It is impossible to be sure of what Castro was saying without seeing the original Spanish version, as well as the Russian translation that was presented to Khrushchev. To impute these intentions to Castro is a grossly speculative distortion of historical facts. Eclecticology 21:27, 2004 Apr 23 (UTC)
Yes Ed, your changes are a definite improvement. I'll be wanting to look at the earlier paragraphs. This is a situation where, perhaps because of multiple edits, I had to read it several times to make sense of it, and it even seems that some of it ends up with the opposite sides mixed up. Eclecticology 22:57, 2004 Apr 23 (UTC)
I don't at all understand how that quote from Castro could be construed to say he is recommending first strike against the USA. He's saying that the USA must never be able to get first strike cability on the Communist bloc -- which is no more damning that Robert McNamara saying that the USA would take first strike capability if it had the chance, or that it would be unacceptable for the USA to let the USSR have first strike capability against it. There are many ways to prevent another country from getting first strike capability without advocating nuclear war (for example, the arms race). --Fastfission 22:40, 18 Jul 2004 (UTC)
merge in "First-strike attack"
I don't have the time to research the history of nuclear war strategy, so I haven't completed the merge. In general, my thoughts are:
- the introduction, headings, links, and categorization of this article is better than that of the "First-strike attack" article.
- the history from the "First-strike attack" article is interesting, and should be folded into this article - it'd be nice if the editor had a solid knowledge of the history or time to research it, and I don't have either.
Asmendel 23:10, 10 Feb 2005 (UTC)
Move Bertrand Russell & Hersch/Iran to Different Articles.

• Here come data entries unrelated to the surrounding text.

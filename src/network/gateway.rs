//! Gateway - TCP listener that upgrades and authenticates WebSocket clients.
//!
//! The Gateway accepts sockets, performs the WebSocket handshake (checking the
//! request path and origin and capturing credentials), authenticates, and hands
//! the upgraded stream to a [`Connection`].

use super::{Connection, ServerContext, websocket_config};
use crate::auth::{Authenticator, Credentials};
use std::net::SocketAddr;
use std::sync::Arc;
use tokio::net::{TcpListener, TcpStream};
use tokio_tungstenite::accept_hdr_async_with_config;
use tokio_tungstenite::tungstenite::handshake::server::{ErrorResponse, Request, Response};
use tokio_tungstenite::tungstenite::protocol::CloseFrame;
use tokio_tungstenite::tungstenite::protocol::frame::coding::CloseCode;
use tokio_util::sync::CancellationToken;
use tracing::{debug, error, info, instrument, warn};

/// The Gateway accepts incoming connections and spawns a task per client.
pub struct Gateway {
    listener: TcpListener,
    ctx: ServerContext,
    authenticator: Arc<dyn Authenticator>,
}

impl Gateway {
    /// Bind the gateway to `listen.address`.
    pub async fn bind(
        ctx: ServerContext,
        authenticator: Arc<dyn Authenticator>,
    ) -> anyhow::Result<Self> {
        let addr = ctx.config.listen.address;
        let listener = TcpListener::bind(addr).await?;
        info!(
            address = %listener.local_addr()?,
            path = %ctx.config.listen.path,
            "WebSocket listener bound"
        );
        Ok(Self {
            listener,
            ctx,
            authenticator,
        })
    }

    /// The bound address (useful when binding port 0).
    pub fn local_addr(&self) -> std::io::Result<SocketAddr> {
        self.listener.local_addr()
    }

    /// Accept connections until `shutdown` is cancelled.
    #[instrument(skip(self, shutdown), name = "gateway")]
    pub async fn run(self, shutdown: CancellationToken) -> anyhow::Result<()> {
        loop {
            tokio::select! {
                _ = shutdown.cancelled() => {
                    info!("Gateway stopping");
                    return Ok(());
                }
                accepted = self.listener.accept() => match accepted {
                    Ok((stream, addr)) => {
                        debug!(%addr, "WebSocket connection attempt");
                        let ctx = self.ctx.clone();
                        let authenticator = Arc::clone(&self.authenticator);
                        tokio::spawn(serve(stream, addr, ctx, authenticator));
                    }
                    Err(e) => {
                        error!(error = %e, "Failed to accept connection");
                    }
                },
            }
        }
    }
}

/// Upgrade, authenticate and run one client.
async fn serve(
    stream: TcpStream,
    addr: SocketAddr,
    ctx: ServerContext,
    authenticator: Arc<dyn Authenticator>,
) {
    let config = Arc::clone(&ctx.config);
    let mut credentials = Credentials::default();

    let callback = |req: &Request, response: Response| -> Result<Response, ErrorResponse> {
        if req.uri().path() != config.listen.path {
            crate::metrics::record_upgrade_rejected("path");
            return Err(reject(http::StatusCode::NOT_FOUND, "not found"));
        }

        let origin = req.headers().get("Origin").and_then(|o| o.to_str().ok());
        if !config.listen.origin_allowed(origin) {
            warn!(%addr, origin = ?origin, "WebSocket origin rejected");
            crate::metrics::record_upgrade_rejected("origin");
            return Err(reject(http::StatusCode::FORBIDDEN, "origin not allowed"));
        }

        credentials = Credentials::from_request(req, &config.auth);
        Ok(response)
    };

    let ws_config = websocket_config(&config.limits);
    let mut ws = match accept_hdr_async_with_config(stream, callback, Some(ws_config)).await {
        Ok(ws) => ws,
        Err(e) => {
            debug!(%addr, error = %e, "WebSocket handshake failed");
            return;
        }
    };

    let user_id = match authenticator.authenticate(&credentials).await {
        Ok(user_id) => user_id,
        Err(e) => {
            warn!(%addr, error = %e, "WebSocket authentication failed");
            crate::metrics::record_upgrade_rejected(e.error_code());
            let frame = CloseFrame {
                code: CloseCode::Policy,
                reason: "authentication failed".into(),
            };
            let _ = ws.close(Some(frame)).await;
            return;
        }
    };

    info!(%addr, user_id = %user_id, "Client connected");
    match Connection::new(user_id.clone(), ws, ctx).run().await {
        Ok(reason) => {
            info!(%addr, user_id = %user_id, reason = reason.as_str(), "Client disconnected")
        }
        Err(e) => error!(%addr, user_id = %user_id, error = %e, "Client connection failed"),
    }
}

fn reject(status: http::StatusCode, message: &str) -> ErrorResponse {
    let mut response = ErrorResponse::new(Some(message.to_string()));
    *response.status_mut() = status;
    response
}
//! Session lookups backing cookie authentication.

use super::{DbError, new_id, now};
use sqlx::SqlitePool;

/// Repository for login sessions.
pub struct SessionRepository<'a> {
    pool: &'a SqlitePool,
}

impl<'a> SessionRepository<'a> {
    pub fn new(pool: &'a SqlitePool) -> Self {
        Self { pool }
    }

    /// Create a session valid for `ttl_secs`, returning its token.
    pub async fn create(&self, user_id: &str, ttl_secs: i64) -> Result<String, DbError> {
        let id = new_id();
        sqlx::query("INSERT INTO sessions (id, user_id, expires_at) VALUES (?, ?, ?)")
            .bind(&id)
            .bind(user_id)
            .bind(now() + ttl_secs)
            .execute(self.pool)
            .await?;
        Ok(id)
    }

    /// Resolve an unexpired session token to its user.
    pub async fn user_for(&self, session_id: &str) -> Result<Option<String>, DbError> {
        let user_id: Option<String> =
            sqlx::query_scalar("SELECT user_id FROM sessions WHERE id = ? AND expires_at > ?")
                .bind(session_id)
                .bind(now())
                .fetch_optional(self.pool)
                .await?;
        Ok(user_id)
    }
}

#[cfg(test)]
mod tests {
    use crate::db::test_support::seeded;

    #[tokio::test]
    async fn expired_sessions_do_not_resolve() {
        let db = seeded().await;
        let live = db.sessions().create("alice", 3600).await.expect("create");
        let stale = db.sessions().create("bob", -1).await.expect("create");

        assert_eq!(db.sessions().user_for(&live).await.expect("query").as_deref(), Some("alice"));
        assert_eq!(db.sessions().user_for(&stale).await.expect("query"), None);
        assert_eq!(db.sessions().user_for("bogus").await.expect("query"), None);
    }
}
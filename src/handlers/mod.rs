//! Dispatch Router and domain handlers.
//!
//! Each client has exactly one dispatch loop ([`run`]), so one user's messages
//! are handled in arrival order and never concurrently with each other. Every
//! handler has the same shape: validate against the persistence gateway, write,
//! then push a live echo through the hub's delivery primitives. A validation
//! failure returns a [`HandlerError`] before any write happens.

mod context;
mod event;
mod follow;
mod group;
mod invitation;
mod messaging;
mod notification;
mod router;

pub use context::Context;
pub use router::{dispatch, run};

pub use crate::error::{HandlerError, HandlerResult};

Moving Bertrand Russell and Hersch/Iran out of this article and into more appropriate locations would be a good idea. Russell only gave his opinions on a first strike, while quite provocative, it never led to one, while the Hersch/Iran item might be better in an article about Iran, the current situation there, or Hersch. —Preceding unsigned comment added by Katana0182 (talk • contribs) 06:28, 10 July 2008 (UTC)
If nobody has any objections, I am going to be WP:BOLD and move the Hersch/Iran to something about Iranian nuclear weapons programs, and the Bertrand Russell section to an article about Bertrand Russell. I think that these would be more appropriate places for the content of the two sections. Any objections, please discuss; otherwise, will move them in 24-48 hours from of 04:00Z 15-7-08.Katana0182 (talk) 03:44, 15 July 2008 (UTC)
Historical Analysis Reads Like a Cheap Novel
Sorry, but it does. In particular the phrase
"Luckily for the world, when the superpowers drew close to the edge of the nuclear abyss during both the Cuban Missile Crisis and the Able Archer/VRYAN Crisis, they took the time to stare intently into its depths, and came away knowing that the abyss stared back into them."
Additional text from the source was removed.